Stored data entries
use serde::Serialize;

/// A resolved schema fragment.
#[derive(Debug, Clone, PartialEq, Serialize)]
pub struct ResolvedType {
    #[serde(skip_serializing_if = "Option::is_none")]
    pub description: Option<String>,

    #[serde(flatten)]
    pub kind: TypeKind,
}

/// The shape of a resolved type. Exactly one variant is active.
#[derive(Debug, Clone, PartialEq, Serialize)]
#[serde(tag = "kind")]
pub enum TypeKind {
    /// A named definition, never expanded inline.
    #[serde(rename = "reference")]
    Reference { target: String },
    #[serde(rename = "primitive-string")]
    String,
    /// Both `number` and `integer`.
    #[serde(rename = "primitive-number")]
    Number,
    #[serde(rename = "primitive-boolean")]
    Boolean,
    #[serde(rename = "array")]
    Array {
        #[serde(rename = "elementType")]
        element_type: Box<ResolvedType>,
    },
    #[serde(rename = "object")]
    Object { properties: Vec<Property> },
    #[serde(rename = "enum")]
    Enum(EnumType),
    #[serde(rename = "any")]
    Any,
}

/// An inline enumeration and the name allocated for it.
#[derive(Debug, Clone, PartialEq, Serialize)]
pub struct EnumType {
    pub name: String,
    pub values: Vec<serde_json::Value>,
}

/// A property of an object type.
#[derive(Debug, Clone, PartialEq, Serialize)]
pub struct Property {
    pub name: String,
    #[serde(rename = "resolvedType")]
    pub resolved_type: ResolvedType,
    pub required: bool,
}

impl Property {
    pub fn is_optional(&self) -> bool {
        !self.required
    }
}

impl ResolvedType {
    pub fn new(kind: TypeKind, description: Option<String>) -> Self {
        Self { description, kind }
    }

    pub fn any() -> Self {
        Self::new(TypeKind::Any, None)
    }

    /// The kind tag as the template contract spells it.
    pub fn kind_name(&self) -> &'static str {
        match self.kind {
            TypeKind::Reference { .. } => "reference",
            TypeKind::String => "primitive-string",
            TypeKind::Number => "primitive-number",
            TypeKind::Boolean => "primitive-boolean",
            TypeKind::Array { .. } => "array",
            TypeKind::Object { .. } => "object",
            TypeKind::Enum(_) => "enum",
            TypeKind::Any => "any",
        }
    }

    pub fn is_reference(&self) -> bool {
        matches!(self.kind, TypeKind::Reference { .. })
    }

    pub fn is_object(&self) -> bool {
        matches!(self.kind, TypeKind::Object { .. })
    }

    pub fn is_array(&self) -> bool {
        matches!(self.kind, TypeKind::Array { .. })
    }

    pub fn is_enum(&self) -> bool {
        matches!(self.kind, TypeKind::Enum(_))
    }

    /// Primitives, enums and `any` render without nesting.
    pub fn is_atomic(&self) -> bool {
        matches!(
            self.kind,
            TypeKind::String | TypeKind::Number | TypeKind::Boolean | TypeKind::Enum(_) | TypeKind::Any
        )
    }

    /// Properties of an object type; empty for every other kind.
    pub fn properties(&self) -> &[Property] {
        match &self.kind {
            TypeKind::Object { properties } => properties,
            _ => &[],
        }
    }
}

■ WHAT IS NEEDED ■
If a line falls between the first line of the records and the line containing "never expanded inline.", inclusive, repeat it exactly; leave out all others.

■ WRITTEN SOLUTION ■
use serde::Serialize;

/// A resolved schema fragment.
#[derive(Debug, Clone, PartialEq, Serialize)]
pub struct ResolvedType {
    #[serde(skip_serializing_if = "Option::is_none")]
    pub description: Option<String>,

    #[serde(flatten)]
    pub kind: TypeKind,
}

/// The shape of a resolved type. Exactly one variant is active.
#[derive(Debug, Clone, PartialEq, Serialize)]
#[serde(tag = "kind")]
pub enum TypeKind {
    /// A named definition, never expanded inline.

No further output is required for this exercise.